The tremor had been building for hours.

Pasha stretched her tentacles through the stone and felt the weight of what was above her — not seen, but known, the way she knew the temperature of the rock and the composition of the soil around the passages. The Fearful Beasts of Hell had taken every entrance. The demonic hybrids behind them were doing what hybrids did when pressed from behind: tearing through anything that blocked them, creating space through the bodies of whatever was in the way. The result, by now, was a bloodbath in the approaches to every tunnel mouth, and none of it had yet reached the maze’s interior.

From the sky above the mountain, something with wings hovered. It couldn’t enter the underground ruin. It was watching.

Pasha withdrew her limbs and descended.

The passage was lit by braziers — not for her benefit, since she could read the texture of every stone without light, but for the God’s Punishment Soldiers who had adapted human bodies and retained human limitations. She extinguished them as she passed, since everyone had already moved to the maze hall. Dirt fell in sparse clumps from the ceiling, some of it smashing into the brazier stands on its way down.

The hall was loud in the specific way of people who are managing fear by remaining occupied.

“How is it above?” Alethea’s question arrived through consciousness rather than voice.

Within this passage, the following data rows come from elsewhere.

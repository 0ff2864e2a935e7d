use crate::buffer::{DEFAULT_BUFFER_SIZE, MIN_BUFFER_SIZE};
use crate::types::{StyleId, WriteError};

/// Settings for a [`RowStream`](crate::RowStream).
#[derive(Debug, Clone, PartialEq)]
pub struct StreamOptions {
    /// Buffer capacity in bytes; at least [`MIN_BUFFER_SIZE`].
    pub buffer_size: usize,
    /// Write an `r` attribute on every cell (`<c r="B3">`).
    pub write_cell_references: bool,
    /// Style for date-time cells that have none, typically a date number format.
    pub date_style: Option<StyleId>,
}

impl Default for StreamOptions {
    fn default() -> Self {
        Self {
            buffer_size: DEFAULT_BUFFER_SIZE,
            write_cell_references: false,
            date_style: None,
        }
    }
}

impl StreamOptions {
    pub fn with_buffer_size(mut self, size: usize) -> Self {
        self.buffer_size = size;
        self
    }

    pub fn with_cell_references(mut self, enabled: bool) -> Self {
        self.write_cell_references = enabled;
        self
    }

    pub fn with_date_style(mut self, style: impl Into<StyleId>) -> Self {
        self.date_style = Some(style.into());
        self
    }

    pub fn validate(&self) -> Result<(), WriteError> {
        if self.buffer_size < MIN_BUFFER_SIZE {
            return Err(WriteError::BufferTooSmall {
                size: self.buffer_size,
                min: MIN_BUFFER_SIZE,
            });
        }
        Ok(())
    }
}
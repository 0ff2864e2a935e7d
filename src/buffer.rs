use crate::encode::SpanWriter;
use crate::types::{Result, WriteError};
use log::trace;
use tokio::io::{AsyncWrite, AsyncWriteExt};
use tokio_util::sync::CancellationToken;

/// Smallest buffer that still fits every fixed-shape fragment after a flush.
pub const MIN_BUFFER_SIZE: usize = 512;

pub const DEFAULT_BUFFER_SIZE: usize = 65_536;

/// Fixed-capacity staging area between the encoders and the sink.
///
/// The backing memory is allocated once and reused for every row. Only the
/// committed prefix (`as_bytes`) ever reaches the sink.
#[derive(Debug)]
pub struct SpreadsheetBuffer {
    data: Box<[u8]>,
    index: usize,
}

impl SpreadsheetBuffer {
    pub fn new(capacity: usize) -> Result<Self> {
        if capacity < MIN_BUFFER_SIZE {
            return Err(WriteError::BufferTooSmall {
                size: capacity,
                min: MIN_BUFFER_SIZE,
            });
        }

        Ok(Self {
            data: vec![0u8; capacity].into_boxed_slice(),
            index: 0,
        })
    }

    pub fn capacity(&self) -> usize {
        self.data.len()
    }

    /// Committed bytes waiting for a flush.
    pub fn len(&self) -> usize {
        self.index
    }

    pub fn is_empty(&self) -> bool {
        self.index == 0
    }

    pub fn remaining(&self) -> usize {
        self.data.len() - self.index
    }

    pub fn as_bytes(&self) -> &[u8] {
        &self.data[..self.index]
    }

    /// The writable tail. Nothing written here counts until [`advance`](Self::advance).
    pub fn span(&mut self) -> &mut [u8] {
        &mut self.data[self.index..]
    }

    /// Commits `n` bytes written into the last [`span`](Self::span).
    ///
    /// # Panics
    ///
    /// If `n` exceeds the remaining capacity.
    pub fn advance(&mut self, n: usize) {
        assert!(
            n <= self.remaining(),
            "advanced by {n} bytes with only {} remaining",
            self.remaining()
        );
        self.index += n;
    }

    /// Copies a fixed fragment in full, or leaves the buffer unchanged.
    pub fn try_write(&mut self, bytes: &[u8]) -> bool {
        self.try_put(|w| w.put(bytes))
    }

    /// Runs `write` against the tail and commits only if it reports success.
    pub(crate) fn try_put(&mut self, write: impl FnOnce(&mut SpanWriter) -> bool) -> bool {
        let mut w = SpanWriter::new(self.span());
        if !write(&mut w) {
            return false;
        }
        let written = w.written();
        self.advance(written);
        true
    }

    /// Discards committed bytes without writing them anywhere.
    pub fn clear(&mut self) {
        self.index = 0;
    }

    /// Hands every committed byte to `sink` and resets the buffer.
    ///
    /// An empty buffer is a no-op. Otherwise the token is checked before any
    /// I/O; on cancellation or an I/O error the committed bytes stay in place.
    pub async fn flush_to<W>(&mut self, sink: &mut W, cancel: &CancellationToken) -> Result<()>
    where
        W: AsyncWrite + Unpin + ?Sized,
    {
        if self.index == 0 {
            return Ok(());
        }
        if cancel.is_cancelled() {
            return Err(WriteError::Cancelled);
        }

        trace!("flushing {} buffered bytes", self.index);
        sink.write_all(&self.data[..self.index]).await?;
        self.index = 0;
        Ok(())
    }
}

impl Default for SpreadsheetBuffer {
    fn default() -> Self {
        Self {
            data: vec![0u8; DEFAULT_BUFFER_SIZE].into_boxed_slice(),
            index: 0,
        }
    }
}
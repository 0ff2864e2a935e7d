use super::span::SpanWriter;

/// Worst-case output bytes per input byte (`_x001F_`).
pub const MAX_ESCAPED_LEN: usize = 7;

const fn build_control_escapes() -> [[u8; 7]; 32] {
    const HEX: &[u8; 16] = b"0123456789ABCDEF";
    let mut table = [[0u8; 7]; 32];
    let mut i = 0;
    while i < 32 {
        table[i] = [b'_', b'x', b'0', b'0', HEX[i >> 4], HEX[i & 0xF], b'_'];
        i += 1;
    }
    table
}

/// `_xHHHH_` escapes for C0 controls, which XML 1.0 cannot carry literally.
static CONTROL_ESCAPES: [[u8; 7]; 32] = build_control_escapes();

#[inline(always)]
fn escape(byte: u8) -> Option<&'static [u8]> {
    match byte {
        b'&' => Some(b"&amp;"),
        b'<' => Some(b"&lt;"),
        b'>' => Some(b"&gt;"),
        b'"' => Some(b"&quot;"),
        b'\'' => Some(b"&apos;"),
        b'\t' | b'\n' | b'\r' => None,
        0x00..=0x1F => Some(&CONTROL_ESCAPES[byte as usize]),
        _ => None,
    }
}

#[inline(always)]
fn needs_escape(input: &[u8]) -> bool {
    memchr::memchr3(b'&', b'<', b'>', input).is_some()
        || memchr::memchr2(b'"', b'\'', input).is_some()
        || input
            .iter()
            .any(|&b| b < 0x20 && !matches!(b, b'\t' | b'\n' | b'\r'))
}

/// Cheap upper bound on the escaped length; no scan.
#[inline(always)]
pub(crate) fn estimated_len(s: &str) -> usize {
    s.len() * MAX_ESCAPED_LEN
}

/// Exact escaped length; scans the whole string.
pub(crate) fn escaped_len(s: &str) -> usize {
    let bytes = s.as_bytes();
    if !needs_escape(bytes) {
        return bytes.len();
    }
    bytes
        .iter()
        .map(|&b| escape(b).map_or(1, <[u8]>::len))
        .sum()
}

/// Writes the escaped form of `s` in full and reports whether it fit.
///
/// Makes a single pass with no up-front measuring. On failure part of the
/// text may sit in the span, so callers commit only on success.
#[inline]
pub(crate) fn write_escaped(s: &str, w: &mut SpanWriter) -> bool {
    write_escaped_from(s, 0, w) == s.len()
}

/// Writes as much of `s[from..]` as fits and returns the new source offset.
///
/// Offsets always land on a char boundary and an escape sequence is never
/// split, so resuming from the returned offset neither repeats nor skips input.
/// Only the bytes that can still fit in `w` are scanned.
pub(crate) fn write_escaped_from(s: &str, from: usize, w: &mut SpanWriter) -> usize {
    let bytes = s.as_bytes();
    let mut pos = from;

    while pos < bytes.len() {
        if let Some(escaped) = escape(bytes[pos]) {
            if !w.put(escaped) {
                break;
            }
            pos += 1;
            continue;
        }

        let limit = bytes.len().min(pos + w.remaining());
        let next_escape = bytes[pos..limit]
            .iter()
            .position(|&b| escape(b).is_some())
            .map(|i| pos + i);
        let mut end = next_escape.unwrap_or(limit);
        while !s.is_char_boundary(end) {
            end -= 1;
        }
        w.put(&bytes[pos..end]);
        pos = end;
        // Out of room before the next escape or the end of the text.
        if next_escape.is_none() && pos < bytes.len() {
            break;
        }
    }

    pos
}
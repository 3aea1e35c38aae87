use std::path::{Path, PathBuf};
use std::sync::mpsc::{self, Receiver, Sender};
use std::thread::JoinHandle;

use crate::engine::apply_command::apply_command;
use crate::engine::protocol::{EncounterView, EngineCommand, EngineResponse};
use crate::engine::store::EncounterState;
use crate::io::config::{save_config_to, AppConfig};
use crate::io::dialogs::FileDialogs;
use crate::io::persistence::{
    load_encounter_from_file, load_players_from_file, request_close, save_encounter_to_file,
    save_players_to_file, CloseDecision,
};
use crate::model::command_outcome::CommandOutcome;
use crate::model::threat::Catalog;

/// Owns the encounter and its collaborators. Commands are handled one at a
/// time, each to completion, whether called directly or through `run`.
pub struct Engine {
    state: EncounterState,
    catalog: Box<dyn Catalog + Send>,
    dialogs: Box<dyn FileDialogs + Send>,
    config: AppConfig,
    /// Where `config` is written back when it changes. `None` keeps it in memory.
    config_path: Option<PathBuf>,
}

impl Engine {
    pub fn new(
        catalog: Box<dyn Catalog + Send>,
        mut dialogs: Box<dyn FileDialogs + Send>,
        config: AppConfig,
    ) -> Self {
        if let Some(dir) = &config.last_directory {
            dialogs.set_start_dir(dir);
        }
        Self {
            state: EncounterState::new(),
            catalog,
            dialogs,
            config,
            config_path: None,
        }
    }

    /// Persist config changes (the last used directory) to `path`.
    pub fn with_config_path(mut self, path: impl Into<PathBuf>) -> Self {
        self.config_path = Some(path.into());
        self
    }

    pub fn state(&self) -> &EncounterState {
        &self.state
    }

    pub fn config(&self) -> &AppConfig {
        &self.config
    }

    pub fn has_unsaved_changes(&self) -> bool {
        self.state.has_unsaved_changes()
    }

    pub fn view(&self) -> EncounterView {
        EncounterView {
            settings: self.state.settings().clone(),
            items: self
                .state
                .encounter_list_items(&*self.catalog, &self.config.default_mob_bonus),
            unsaved_changes: self.state.has_unsaved_changes(),
        }
    }

    pub fn handle(&mut self, command: EngineCommand) -> EngineResponse {
        match command {
            EngineCommand::Edit(edit) => {
                tracing::trace!(?edit, "Applying command");
                let outcome = apply_command(&mut self.state, &*self.catalog, edit);
                EngineResponse::Updated {
                    outcome,
                    view: self.view(),
                }
            }

            EngineCommand::SaveEncounter => {
                let result = save_encounter_to_file(&mut self.state, &*self.dialogs);
                self.remember_location(result.file_path.as_deref());
                EngineResponse::Saved {
                    result,
                    view: self.view(),
                }
            }

            EngineCommand::LoadEncounter => {
                let result = load_encounter_from_file(&mut self.state, &*self.dialogs);
                self.remember_location(result.file_path.as_deref());
                EngineResponse::Loaded {
                    result,
                    view: self.view(),
                }
            }

            EngineCommand::SavePlayers => {
                let result = save_players_to_file(&self.state, &*self.dialogs);
                self.remember_location(result.file_path.as_deref());
                EngineResponse::Saved {
                    result,
                    view: self.view(),
                }
            }

            EngineCommand::LoadPlayers => {
                let result = load_players_from_file(&mut self.state, &*self.dialogs);
                self.remember_location(result.file_path.as_deref());
                EngineResponse::Loaded {
                    result,
                    view: self.view(),
                }
            }

            EngineCommand::RequestClose => EngineResponse::Close(self.request_close()),

            EngineCommand::Refresh => EngineResponse::Updated {
                outcome: CommandOutcome::Applied,
                view: self.view(),
            },
        }
    }

    pub fn request_close(&mut self) -> CloseDecision {
        request_close(&mut self.state, &*self.dialogs)
    }

    /// Point the next dialog at the directory of a file just used, and save
    /// the config when that directory is new.
    fn remember_location(&mut self, file: Option<&Path>) {
        let Some(file) = file else {
            return;
        };
        if !self.config.remember_directory(file) {
            return;
        }
        if let Some(dir) = &self.config.last_directory {
            self.dialogs.set_start_dir(dir);
        }
        if let Some(path) = &self.config_path {
            if let Err(err) = save_config_to(path, &self.config) {
                tracing::warn!(error = %err, "Failed to save config");
            }
        }
    }

    /// Serve commands until the sender hangs up, the receiving side is gone,
    /// or a close request is granted.
    pub fn run(&mut self, rx: Receiver<EngineCommand>, tx: Sender<EngineResponse>) {
        while let Ok(command) = rx.recv() {
            let response = self.handle(command);
            let closing = matches!(response, EngineResponse::Close(CloseDecision::Close));
            if tx.send(response).is_err() || closing {
                break;
            }
        }
        tracing::debug!("Engine loop stopped");
    }

    /// Move the engine onto its own thread. The join handle gives the engine
    /// back once the loop ends.
    pub fn spawn(mut self) -> (Sender<EngineCommand>, Receiver<EngineResponse>, JoinHandle<Engine>) {
        let (cmd_tx, cmd_rx) = mpsc::channel();
        let (resp_tx, resp_rx) = mpsc::channel();

        let handle = std::thread::spawn(move || {
            self.run(cmd_rx, resp_tx);
            self
        });

        (cmd_tx, resp_rx, handle)
    }
}
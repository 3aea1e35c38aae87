use serde::Serialize;

use crate::io::persistence::{CloseDecision, LoadResult, SaveResult};
use crate::model::command_outcome::CommandOutcome;
use crate::model::ids::EntityId;
use crate::model::individual::Bonus;
use crate::model::list_item::EncounterListItem;
use crate::model::settings::{EncounterSettings, SettingsPatch};

/// State edits. Applied synchronously by `apply_command`.
#[derive(Debug, Clone)]
pub enum EncounterCommand {
    UpdateSettings(SettingsPatch),
    ClearEncounter,

    AddPlayerCharacter { name: String },
    RemovePlayerCharacter { id: EntityId },
    RenamePlayerCharacter { id: EntityId, name: String },
    SetPlayerInitiative { id: EntityId, initiative: Option<u32> },
    UpdatePlayerNotes { id: EntityId, notes: String },

    AddIndividuals { threat_id: String, count: usize, bonus: Bonus },
    RemoveIndividual { id: EntityId },
    DuplicateIndividual { id: EntityId },
    UpdateBonus { id: EntityId, bonus: Bonus },
    SetInitiative { id: EntityId, initiative: Option<u32> },
    UpdateIndividualNotes { id: EntityId, notes: String },

    UpdateWounds { id: EntityId, delta: i32 },
    UpdateShock { id: EntityId, delta: i32 },
    MarkAsDead { id: EntityId },
    Revive { id: EntityId },

    CreateMob { threat_id: String, individual_ids: Vec<EntityId> },
    AddToMob { mob_id: EntityId, individual_ids: Vec<EntityId> },
    RemoveFromMob { id: EntityId },
    SplitMob { mob_id: EntityId, count: usize },
    DisbandMob { mob_id: EntityId },
    RemoveMob { mob_id: EntityId },
    SetMobInitiative { mob_id: EntityId, initiative: Option<u32> },
    UpdateMobNotes { mob_id: EntityId, notes: String },
    RenameMob { mob_id: EntityId, name: String },
}

pub enum EngineCommand {
    Edit(EncounterCommand),
    SaveEncounter,
    LoadEncounter,
    SavePlayers,
    LoadPlayers,
    RequestClose,
    Refresh,
}

/// What the presentation layer re-renders after every command.
#[derive(Debug, Clone, PartialEq, Serialize)]
#[serde(rename_all = "camelCase")]
pub struct EncounterView {
    pub settings: EncounterSettings,
    pub items: Vec<EncounterListItem>,
    pub unsaved_changes: bool,
}

#[derive(Debug, Clone)]
pub enum EngineResponse {
    Updated {
        outcome: CommandOutcome,
        view: EncounterView,
    },

    Saved {
        result: SaveResult,
        view: EncounterView,
    },

    Loaded {
        result: LoadResult,
        view: EncounterView,
    },

    Close(CloseDecision),
}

“The closest Wilderness Beast has reached the third layer.” Pasha directed the information to everyone present. “Below?”

“Nothing unusual. Only charred corpses.”

The lava river that flowed beneath the maze’s deepest level was their most reliable defense on the underside — no demonic beast had yet demonstrated immunity to fire, and the barrier it provided had spared the survivors considerable effort. Above was more complicated. The maze had multiple entry points and the Wilderness Beasts could drill through soil and stone, though slowly. The calculation was always one of time and rate.

“How long for the magic core to be ready?”

Celine’s voice carried the particular quality of someone pushing beyond their capacity and trying not to show it. “Half an hour. Perhaps an hour. Area 43 was just repaired, and Lady Eleanor still needs time to complete the calculation.”

“They won’t reach the hall that quickly,” Pasha said. She kept her voice even. “The larger hybrids are still blocked at the entrances. We’ll only see the smaller ones for now.”

“Think of it as daily training,” Elena said.

This was the right way to frame it, and several of the others appeared to accept it. One voice — she didn’t identify whose — raised the question of timing: wouldn’t it have been better to let Starfall City absorb more of the demonic horde’s strength before retrieving the relic?

“Hermes still needs defending,” Alethea said. “Without the God’s Punishment Army, common people can’t hold those walls indefinitely.”

“The walls themselves slow the beasts down. Hot oil, mangonels — they could have bought time. We could have waited in the Pivotal Secret Temple and retrieved the relic during a lull.”

“The cathedral has traps below it. A misfired trap buries us all or, worse, lets the relic fall into the demons’ hands. Neither outcome is acceptable.”

“Enough.” Pasha did not raise her voice. She didn’t need to. “The relic is here. We no longer have choices to undo. You remember what Lady Natalya said before the assault on the Queen of Starfall City.”

The hall went quiet.

Natalya had spoken those words at the moment when Taquila’s greatest internal fracture had become permanent — when she had cut all connection to Starfall City, when Alice’s path and her own had separated completely. Every witch in the underground maze had either been there or been told of it, and the specific weight of that memory was enough to end most arguments.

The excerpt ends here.